FYI, items with (R) in the label have been reverse-scored. So for example, item 2's label is "Tends to find fault with others
(R)" - this means that the original item was phrased "Tends to find fault with others" where endorsements (ie, responses of 4 or
5 on the 5-point scale) indicated agreement with the item. However, responses to this item have been reverse-scored (5 changed to 1, 4 changed to 2, etc); so in the current data a 4 or 5 indicate the opposite of the apparent item content - they indicate tendency to not find fault with others.
4. The following problem is intended to give you insight into: (3 pts)
More complete integrations of regression-based procedures and variance-decomposition ideas.
The ANOVA output that accompanies regression analysis
The meaning of prediction error
The meaning of explained variance in regression. In an earlier homework, you learned what R2 meant in terms of the variate (i.e., the squared correlation between the variate and actual scores on the outcome). The current question gives you another perspective.
Go way back to the small example data set from the “correlation” class handout – the one with IQ and GPA (let me know if you can’t find this). Recall, we’re interested in understanding differences in GPA, and whether those differences are “explained by”
(or at least associated with) differences in IQ. (.5 pts each)

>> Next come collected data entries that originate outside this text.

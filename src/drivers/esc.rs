//! Brushless ESC control on top of the servo pulse table
//!
//! ESCs read the same 1-2ms pulses as servos, but need to see a steady
//! command for a few seconds after power-up before they accept throttle.

use embedded_hal::blocking::delay::DelayMs;

use crate::config::ESC_ARM_DELAY_MS;
use crate::drivers::servo::DutyTable;
use crate::error::Result;

pub struct Esc<'a, const N: usize> {
    duties: &'a DutyTable<N>,
}

impl<'a, const N: usize> Esc<'a, N> {
    /// Command zero throttle and wait for the ESCs to arm
    pub fn arm<D: DelayMs<u16>>(duties: &'a DutyTable<N>, delay: &mut D) -> Self {
        duties.set_all_channels_raw(0x00);
        delay.delay_ms(ESC_ARM_DELAY_MS);
        Self { duties }
    }

    /// Teach the ESCs the throttle range: full throttle, then zero, each held
    /// long enough to register.
    ///
    /// Props off! The motors may spin up while the range is being learned.
    pub fn arm_with_calibration<D: DelayMs<u16>>(duties: &'a DutyTable<N>, delay: &mut D) -> Self {
        duties.set_all_channels_raw(0xFF);
        delay.delay_ms(ESC_ARM_DELAY_MS);

        duties.set_all_channels_raw(0x00);
        delay.delay_ms(ESC_ARM_DELAY_MS);
        Self { duties }
    }

    pub fn set_motor(&self, index: usize, percent: f32) -> Result<()> {
        self.duties.set_channel(index, percent)
    }

    pub fn set_motor_raw(&self, index: usize, value: u8) -> Result<()> {
        self.duties.set_channel_raw(index, value)
    }

    pub fn set_motors(&self, percents: &[f32; N]) {
        self.duties.set_channels(percents);
    }

    pub fn set_motors_raw(&self, values: &[u8; N]) {
        self.duties.set_channels_raw(values);
    }

    pub fn set_all_motors(&self, percent: f32) {
        self.duties.set_all_channels(percent);
    }

    pub fn set_all_motors_raw(&self, value: u8) {
        self.duties.set_all_channels_raw(value);
    }

    /// Cut throttle on every motor
    pub fn stop_all(&self) {
        self.duties.set_all_channels_raw(0x00);
    }
}

#[cfg(test)]
mod tests {
    use super::*;
    use crate::config::ServoTiming;
    use crate::error::Error;

    const TIMING: ServoTiming = ServoTiming {
        frame_ticks: 40_000,
        min_ticks: 2000,
        max_ticks: 4000,
    };

    /// Records every delay and the throttle on channel 0 when it started
    struct RecordingDelay<'t> {
        duties: &'t DutyTable<2>,
        log: Vec<(u16, u16)>,
    }

    impl DelayMs<u16> for RecordingDelay<'_> {
        fn delay_ms(&mut self, ms: u16) {
            self.log.push((ms, self.duties.duty_ticks(0).unwrap()));
        }
    }

    #[test]
    fn arm_holds_zero_throttle() {
        let table = DutyTable::<2>::new(TIMING);
        table.set_all_channels(0.8);
        let mut delay = RecordingDelay { duties: &table, log: Vec::new() };
        let _esc = Esc::arm(&table, &mut delay);
        assert_eq!(delay.log, vec![(ESC_ARM_DELAY_MS, 2000)]);
    }

    #[test]
    fn calibration_goes_full_then_zero() {
        let table = DutyTable::<2>::new(TIMING);
        let mut delay = RecordingDelay { duties: &table, log: Vec::new() };
        let _esc = Esc::arm_with_calibration(&table, &mut delay);
        assert_eq!(delay.log, vec![(ESC_ARM_DELAY_MS, 4000), (ESC_ARM_DELAY_MS, 2000)]);
        assert_eq!(table.duty_ticks(1), Ok(2000));
    }

    #[test]
    fn motor_setters_forward_to_the_table() {
        let table = DutyTable::<2>::new(TIMING);
        let mut delay = embedded_hal_mock::delay::MockNoop::new();
        let esc = Esc::arm(&table, &mut delay);

        esc.set_motor(1, 0.5).unwrap();
        assert_eq!(table.duty_ticks(1), Ok(3000));
        esc.set_motor_raw(0, 0xFF).unwrap();
        assert_eq!(table.duty_ticks(0), Ok(4000));
        assert_eq!(esc.set_motor(2, 0.1), Err(Error::IndexOutOfRange));

        esc.set_motors(&[0.25, 0.75]);
        assert_eq!(table.duty_ticks(0), Ok(2500));
        assert_eq!(table.duty_ticks(1), Ok(3500));

        esc.set_motors_raw(&[0x00, 0xFF]);
        assert_eq!(table.duty_ticks(1), Ok(4000));

        esc.set_all_motors(1.0);
        esc.stop_all();
        assert_eq!(table.duty_ticks(0), Ok(2000));
        assert_eq!(table.duty_ticks(1), Ok(2000));

        esc.set_all_motors_raw(0xFF);
        assert_eq!(table.duty_ticks(0), Ok(4000));
    }
}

a) Enter the data into SPSS for IQ and GPA, and compute/report the total Sum of Squares for the GPA scores (you may need to do this by hand, unless you use SPSS to do it, say perhaps through an ANOVA procedure). What does this value represent?
b) Run a basic regression analysis predicting GPA from IQ (note that your results should match the regression equation that we obtained in class, way back when. If not, you might want to revisit your data and/or your analysis). Based on the regression parameters you get, compute a predicted GPA score for each individual (either by hand or, better yet, by using the “compute” command in SPSS syntax). Next, compute/report the Sum of Squares for the “predicted GPA” scores (again, you may need to do this by hand, unless you use SPSS to do it). c) Now, go back to the predicted GPA scores, and compute the difference between individual 1’s predicted GPA score and his/her actual GPA (note, such differences are often called “residuals”). Then, square this difference and report it.
What does this difference represent, for individual 1?
d) Repeat the previous step (i.e., computing squared residuals) for the other four individuals, and sum the five squared residuals and report this value. Again, you can do this either by hand or via SPSS “compute” commands to create new
“Residual” variables). What does this sum reflect?
e) Sum your two final values from b and d, and report. Compare this sum to the value you computed in a, above. Then divide the value of b by the value from a, above, and report. Finally, compare all four values (a, b, d, ratio of b to a) to the ANOVA table and the Model summary Table from your original SPSS regression analysis. Which values do they match?
f) So, interpret R 2 in terms of explained vs unexplained (ie error) variance.